Review: Dark Places – Gillian Flynn

dark placesLibby Day was just seven years old when her evidence put her fifteen-year-old brother behind bars.

Since then, she has been drifting. But when she is contacted by a group who are convinced of Ben’s innocence, Libby starts to ask questions she never dared to before. Was the voice she heard her borther’s? Ben was a misfit in their small town, but was he capable of murder? Are there secrets to uncover at the family farm or is Libby deluding herself because she wants her brother back?

She begins to realise that everyone in her family had something to hide that day… especially Ben. Now, twenty-four years later, the truth is going to be even harder to find.
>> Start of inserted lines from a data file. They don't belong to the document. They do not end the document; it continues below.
use super::*;

#[test]
fn error_message_prefers_table_api_message() {
    let body = r#"{"code":"42501","message":"permission denied for table courses","details":null}"#;
    assert_eq!(error_message(403, body), "permission denied for table courses");
}

#[test]
fn error_message_reads_auth_api_fields() {
    assert_eq!(
        error_message(400, r#"{"error":"invalid_grant","error_description":"Invalid login credentials"}"#),
        "Invalid login credentials"
    );
    assert_eq!(error_message(422, r#"{"code":422,"msg":"User already registered"}"#), "User already registered");
}

#[test]
fn error_message_falls_back_to_status() {
    assert_eq!(error_message(502, "<html>Bad Gateway</html>"), "request failed: 502");
    assert_eq!(error_message(500, r#"{"message":""}"#), "request failed: 500");
}
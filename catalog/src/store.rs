//! Data-service contract shared by every backend implementation.
//!
//! ERROR HANDLING
//! ==============
//! Backend failures keep the service's own message (`StoreError::Service`)
//! so pages can surface it verbatim. A single-row read that matches nothing
//! is `StoreError::NotFound`, which callers treat as absence rather than a
//! failure.

#[cfg(test)]
#[path = "store_test.rs"]
mod store_test;

use async_trait::async_trait;
use serde::Serialize;
use serde::de::DeserializeOwned;
use serde_json::Value;

use crate::query::{Select, Table};

/// Error returned by [`TableStore`] operations and the typed helpers.
#[derive(Debug, Clone, PartialEq, Eq, thiserror::Error)]
pub enum StoreError {
    /// The backend rejected the request; carries its message unchanged.
    #[error("{0}")]
    Service(String),
    /// A single-row read matched zero rows.
    #[error("no matching row")]
    NotFound,
    /// A single-row read matched more than one row.
    #[error("expected a single row, found {0}")]
    MultipleRows(usize),
    /// A row did not have the expected shape.
    #[error("failed to decode {table} row: {message}")]
    Decode { table: Table, message: String },
    /// The request never produced a backend response.
    #[error("network error: {0}")]
    Transport(String),
    /// No backend is reachable from this environment (e.g. during SSR).
    #[error("data service unavailable")]
    Unavailable,
}

impl StoreError {
    #[must_use]
    pub fn is_not_found(&self) -> bool {
        matches!(self, Self::NotFound)
    }
}

/// Hosted table storage: filterable select, insert and delete-by-id.
///
/// Futures are not `Send`; browser fetches are bound to the UI thread.
#[async_trait(?Send)]
pub trait TableStore {
    /// Run `query`, returning matching rows as JSON objects.
    async fn select(&self, query: &Select) -> Result<Vec<Value>, StoreError>;

    /// Insert `record`; the backend assigns `id` and `created_at`.
    /// Returns the new row's id.
    async fn insert(&self, table: Table, record: Value) -> Result<String, StoreError>;

    /// Delete the row with primary key `id`.
    async fn delete(&self, table: Table, id: &str) -> Result<(), StoreError>;
}

/// Run `query` and decode every row as `T`.
///
/// # Errors
///
/// Propagates store errors and returns [`StoreError::Decode`] for malformed rows.
pub async fn fetch_rows<T, S>(store: &S, query: &Select) -> Result<Vec<T>, StoreError>
where
    T: DeserializeOwned,
    S: TableStore + ?Sized,
{
    let rows = store.select(query).await?;
    rows.into_iter().map(|row| decode(query.table, row)).collect()
}

/// Run `query` in single-row mode.
///
/// # Errors
///
/// [`StoreError::NotFound`] for zero rows, [`StoreError::MultipleRows`] for
/// more than one, plus any store or decode error.
pub async fn fetch_single<T, S>(store: &S, query: &Select) -> Result<T, StoreError>
where
    T: DeserializeOwned,
    S: TableStore + ?Sized,
{
    let mut rows = store.select(query).await?;
    match rows.len() {
        0 => Err(StoreError::NotFound),
        1 => decode(query.table, rows.remove(0)),
        n => Err(StoreError::MultipleRows(n)),
    }
}

/// Serialize `record` and insert it into `table`.
///
/// # Errors
///
/// Propagates store errors; serialization failures map to [`StoreError::Decode`].
pub async fn insert_record<R, S>(store: &S, table: Table, record: &R) -> Result<String, StoreError>
where
    R: Serialize,
    S: TableStore + ?Sized,
{
    let value = serde_json::to_value(record).map_err(|e| StoreError::Decode { table, message: e.to_string() })?;
    store.insert(table, value).await
}

fn decode<T: DeserializeOwned>(table: Table, row: Value) -> Result<T, StoreError> {
    serde_json::from_value(row).map_err(|e| StoreError::Decode { table, message: e.to_string() })
}
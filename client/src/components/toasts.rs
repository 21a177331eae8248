//! Toast stack rendered from the notice context.

use leptos::prelude::*;

use crate::state::notice::NoticeState;

#[component]
pub fn Toasts() -> impl IntoView {
    let notices = expect_context::<RwSignal<NoticeState>>();

    view! {
        <div class="toasts" role="status" aria-live="polite">
            <For
                each=move || notices.get().items
                key=|notice| notice.id
                children=move |notice| {
                    let id = notice.id;
                    view! {
                        <div class=notice.kind.class()>
                            <span class="toast__text">{notice.text}</span>
                            <button
                                class="toast__close"
                                aria-label="Dismiss"
                                on:click=move |_| notices.update(|state| state.dismiss(id))
                            >
                                "✕"
                            </button>
                        </div>
                    }
                }
            />
        </div>
    }
}
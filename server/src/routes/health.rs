//! Liveness and backend reachability probes.
//!
//! `/healthz` only says the process is serving. `/healthz/backend` calls the
//! hosted auth API's health endpoint with the anon key and reports 503 when
//! it is unreachable or unhealthy.

#[cfg(test)]
#[path = "health_test.rs"]
mod health_test;

use axum::Json;
use axum::extract::State;
use axum::http::StatusCode;
use serde::{Deserialize, Serialize};

use crate::state::AppState;

#[derive(Debug, Clone, PartialEq, Eq, Serialize, Deserialize)]
pub struct BackendHealth {
    pub status: String,
    #[serde(skip_serializing_if = "Option::is_none")]
    pub error: Option<String>,
}

pub async fn healthz() -> StatusCode {
    StatusCode::OK
}

pub async fn backend_health(State(state): State<AppState>) -> (StatusCode, Json<BackendHealth>) {
    match probe(&state).await {
        Ok(()) => (StatusCode::OK, Json(BackendHealth { status: "ok".to_owned(), error: None })),
        Err(error) => {
            tracing::warn!(%error, "backend health probe failed");
            (StatusCode::SERVICE_UNAVAILABLE, Json(BackendHealth { status: "unavailable".to_owned(), error: Some(error) }))
        }
    }
}

async fn probe(state: &AppState) -> Result<(), String> {
    let backend = &state.config.backend;
    let resp = state
        .http
        .get(backend.auth_url("health"))
        .header("apikey", &backend.anon_key)
        .send()
        .await
        .map_err(|e| e.to_string())?;
    let status = resp.status();
    if status.is_success() {
        Ok(())
    } else {
        Err(format!("backend responded {}", status.as_u16()))
    }
}
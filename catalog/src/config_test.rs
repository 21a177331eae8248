use super::*;

#[test]
fn new_trims_trailing_slashes() {
    let config = BackendConfig::new("https://demo.example.co//", "anon");
    assert_eq!(config.url, "https://demo.example.co");
}

#[test]
fn table_url_uses_rest_root() {
    let config = BackendConfig::new("https://demo.example.co", "anon");
    assert_eq!(config.table_url(Table::TestSeries), "https://demo.example.co/rest/v1/test_series");
}

#[test]
fn auth_url_joins_path() {
    let config = BackendConfig::new("https://demo.example.co", "anon");
    assert_eq!(config.auth_url("signup"), "https://demo.example.co/auth/v1/signup");
    assert_eq!(config.auth_url("/logout"), "https://demo.example.co/auth/v1/logout");
}

#[test]
fn serializes_for_config_endpoint() {
    let config = BackendConfig::new("https://demo.example.co", "anon");
    assert_eq!(
        serde_json::to_value(&config).unwrap(),
        serde_json::json!({ "url": "https://demo.example.co", "anon_key": "anon" })
    );
}
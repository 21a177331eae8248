use super::*;

#[test]
fn push_assigns_increasing_ids_in_order() {
    let mut state = NoticeState::default();
    let first = state.push(NoticeKind::Success, "Course added successfully!");
    let second = state.push(NoticeKind::Error, "Enter course title");

    assert!(second > first);
    assert_eq!(state.items.len(), 2);
    assert_eq!(state.items[0].text, "Course added successfully!");
    assert_eq!(state.items[1].kind, NoticeKind::Error);
}

#[test]
fn dismiss_removes_only_that_notice() {
    let mut state = NoticeState::default();
    let first = state.push(NoticeKind::Success, "one");
    let second = state.push(NoticeKind::Success, "two");

    state.dismiss(first);
    assert_eq!(state.items.iter().map(|n| n.id).collect::<Vec<_>>(), vec![second]);

    state.dismiss(999);
    assert_eq!(state.items.len(), 1);
}

#[test]
fn ids_are_not_reused_after_dismiss() {
    let mut state = NoticeState::default();
    let first = state.push(NoticeKind::Success, "one");
    state.dismiss(first);
    assert_ne!(state.push(NoticeKind::Success, "two"), first);
}

#[test]
fn kind_maps_to_css_modifier() {
    assert_eq!(NoticeKind::Success.class(), "toast toast--success");
    assert_eq!(NoticeKind::Error.class(), "toast toast--error");
}
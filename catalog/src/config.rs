//! Public coordinates of the hosted backend.
//!
//! The server reads these from its environment and publishes them at
//! `/api/config`; the browser uses them to reach the backend directly. The
//! anon key is a publishable key, row-level policies do the gating.

#[cfg(test)]
#[path = "config_test.rs"]
mod config_test;

use serde::{Deserialize, Serialize};

use crate::query::Table;

#[derive(Clone, Debug, PartialEq, Eq, Serialize, Deserialize)]
pub struct BackendConfig {
    /// Base URL without trailing slash.
    pub url: String,
    pub anon_key: String,
}

impl BackendConfig {
    #[must_use]
    pub fn new(url: &str, anon_key: &str) -> Self {
        Self { url: url.trim_end_matches('/').to_owned(), anon_key: anon_key.to_owned() }
    }

    #[must_use]
    pub fn table_url(&self, table: Table) -> String {
        format!("{}/rest/v1/{}", self.url, table.name())
    }

    /// `path` is relative to the auth API root, e.g. `"signup"`.
    #[must_use]
    pub fn auth_url(&self, path: &str) -> String {
        format!("{}/auth/v1/{}", self.url, path.trim_start_matches('/'))
    }
}
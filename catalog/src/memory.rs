//! In-process [`TableStore`] with the hosted backend's observable semantics.
//!
//! Rows are JSON objects. Inserts get a UUID `id` and a monotonically
//! increasing `created_at`, so creation ordering is stable. Every call is
//! counted, and a one-shot failure can be armed to exercise error paths.

#[cfg(test)]
#[path = "memory_test.rs"]
mod memory_test;

use std::cell::{Cell, RefCell};
use std::collections::HashMap;

use async_trait::async_trait;
use serde_json::{Map, Value};
use uuid::Uuid;

use crate::query::{CREATED_AT, Order, Select, Table};
use crate::store::{StoreError, TableStore};

#[derive(Default)]
pub struct MemoryStore {
    tables: RefCell<HashMap<Table, Vec<Value>>>,
    clock: Cell<u64>,
    calls: Cell<usize>,
    fail_next: RefCell<Option<String>>,
}

impl MemoryStore {
    #[must_use]
    pub fn new() -> Self {
        Self::default()
    }

    /// Number of select/insert/delete calls served so far.
    #[must_use]
    pub fn calls(&self) -> usize {
        self.calls.get()
    }

    /// Make the next call fail with `StoreError::Service(message)`.
    pub fn fail_next(&self, message: &str) {
        *self.fail_next.borrow_mut() = Some(message.to_owned());
    }

    /// Insert a row directly, bypassing call counting. Returns its id.
    pub fn seed(&self, table: Table, record: Value) -> String {
        self.put(table, record)
    }

    /// Overwrite `column` on the row with `id`, as an out-of-band edit would.
    pub fn set_field(&self, table: Table, id: &str, column: &str, value: Value) {
        let mut tables = self.tables.borrow_mut();
        if let Some(row) = tables
            .get_mut(&table)
            .and_then(|rows| rows.iter_mut().find(|row| row.get("id").and_then(Value::as_str) == Some(id)))
        {
            row[column] = value;
        }
    }

    fn begin(&self) -> Result<(), StoreError> {
        self.calls.set(self.calls.get() + 1);
        match self.fail_next.borrow_mut().take() {
            Some(message) => Err(StoreError::Service(message)),
            None => Ok(()),
        }
    }

    fn put(&self, table: Table, record: Value) -> String {
        let mut row = match record {
            Value::Object(map) => map,
            _ => Map::new(),
        };
        let id = Uuid::new_v4().to_string();
        let tick = self.clock.get() + 1;
        self.clock.set(tick);
        row.insert("id".to_owned(), Value::String(id.clone()));
        row.insert(CREATED_AT.to_owned(), Value::from(tick));
        self.tables.borrow_mut().entry(table).or_default().push(Value::Object(row));
        id
    }
}

#[async_trait(?Send)]
impl TableStore for MemoryStore {
    async fn select(&self, query: &Select) -> Result<Vec<Value>, StoreError> {
        self.begin()?;
        let tables = self.tables.borrow();
        let mut rows: Vec<Value> = tables
            .get(&query.table)
            .map(|rows| rows.iter().filter(|row| query.matches(row)).cloned().collect())
            .unwrap_or_default();
        if let Some(Order::CreatedAsc) = query.order {
            rows.sort_by_key(|row| row.get(CREATED_AT).and_then(Value::as_u64).unwrap_or(0));
        }
        if !query.columns.is_empty() {
            rows = rows.into_iter().map(|row| project(&row, &query.columns)).collect();
        }
        Ok(rows)
    }

    async fn insert(&self, table: Table, record: Value) -> Result<String, StoreError> {
        self.begin()?;
        Ok(self.put(table, record))
    }

    async fn delete(&self, table: Table, id: &str) -> Result<(), StoreError> {
        self.begin()?;
        if let Some(rows) = self.tables.borrow_mut().get_mut(&table) {
            rows.retain(|row| row.get("id").and_then(Value::as_str) != Some(id));
        }
        Ok(())
    }
}

fn project(row: &Value, columns: &[String]) -> Value {
    let mut out = Map::new();
    for column in columns {
        if let Some(value) = row.get(column) {
            out.insert(column.clone(), value.clone());
        }
    }
    Value::Object(out)
}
Who did massacre the Day family?

Rating: 4/5

Dark Places is my third book by Gillian Flynn, so I was well-prepared for the disturbing psychological nature of the story to follow. And it was a great read, despite the gruesome nature of the crime which forms the central plot of the book.

A few things stood out for me, namely, the poverty and the desperate measures it drives people to, the sheer cruelty of teenagers to those who are different, the lengths people will go to to protect others, and how guilty people can appear when those from the outside take a closer look at their lives.

As with all Flynn’s novels, the main female character is an unlikeable one, but this isn’t a criticism – as I read somewhere, it’s excellent that we are obtaining problematic female characters in a genre mostly dominated by men, and where women are usually cardboard cutouts to further the development of the man.

Furthermore, you can’t help but feel sympathy for Libby Day, despite her methods of obtaining cash by exploiting the interest in her family tragedy, and her kleptomaniac tendencies. The novel also takes a good hard look at our culture’s collective fascination for brutal crimes, the constant speculation of ‘whodunnit’, the vicarious entertainment we find. And there are those who take it even further, as depicted in the book – forming clubs centered around prolific crimes, playing detective, and creating a hobby out of the macabre.

Review: Sharp Objects – Gillian Flynn

sharp objectsWICKED above her hipbone, GIRL across her heart 
Words are like a road map to reporter Camille Preaker’s troubled past. Fresh from a brief stay at a psych hospital, Camille’s first assignment from the second-rate daily paper where she works brings her reluctantly back to her hometown to cover the murders of two preteen girls.

NASTY on her kneecap, BABYDOLL on her leg 
Since she left town eight years ago, Camille has hardly spoken to her neurotic, hypochondriac mother or to the half-sister she barely knows: a beautiful thirteen-year-old with an eerie grip on the town. Now, installed again in her family’s Victorian mansion, Camille is haunted by the childhood tragedy she has spent her whole life trying to cut from her memory.

HARMFUL on her wrist, WHORE on her ankle 
As Camille works to uncover the truth about these violent crimes, she finds herself identifying with the young victims—a bit too strongly. Clues keep leading to dead ends, forcing Camille to unravel the psychological puzzle of her own past to get at the story. Dogged by her own demons, Camille will have to confront what happened to her years before if she wants to survive this homecoming.

Rating: 4/5

Argh! I don’t even know how to review this book. If you check out what other people have written about Sharp Objects, you’ll know that it’s extremely dark, twisted and highly, highly disturbing.

We have child abuse, borderline alcoholism, drug use, promiscuity, serial killers, broken families, psychological issues…But the writing and the plot are so compelling that you simply have to keep reading, until you’ve reached the end and your facial expression is more along the lines of O________O.

The book also tackles class and money issues, as well as commentary on certain gender divides and appearance as currency. You can feel the small town claustrophobia, the long hot days of boredom, the too-grown teenag girls teasing and manipulating their way around people.

Sharp Objects deals with some of the worse specimens of humanity – we all have our issues, there’s no denying that, but some people are more screwed up than others, and the people around them bear the scars to differing extents.

It’s cutting, it’s despairing, it takes a long hard look at the uglier parts of society.

The pretty girl might do alright. But the piggy middle child, who now waddled dazedly into the rom, was destined for needy sex and snack-cake bingeing. The boy was the type who’d end up drinking in gas-station parking lots. The kind of angry, bored kid I saw on my way into town.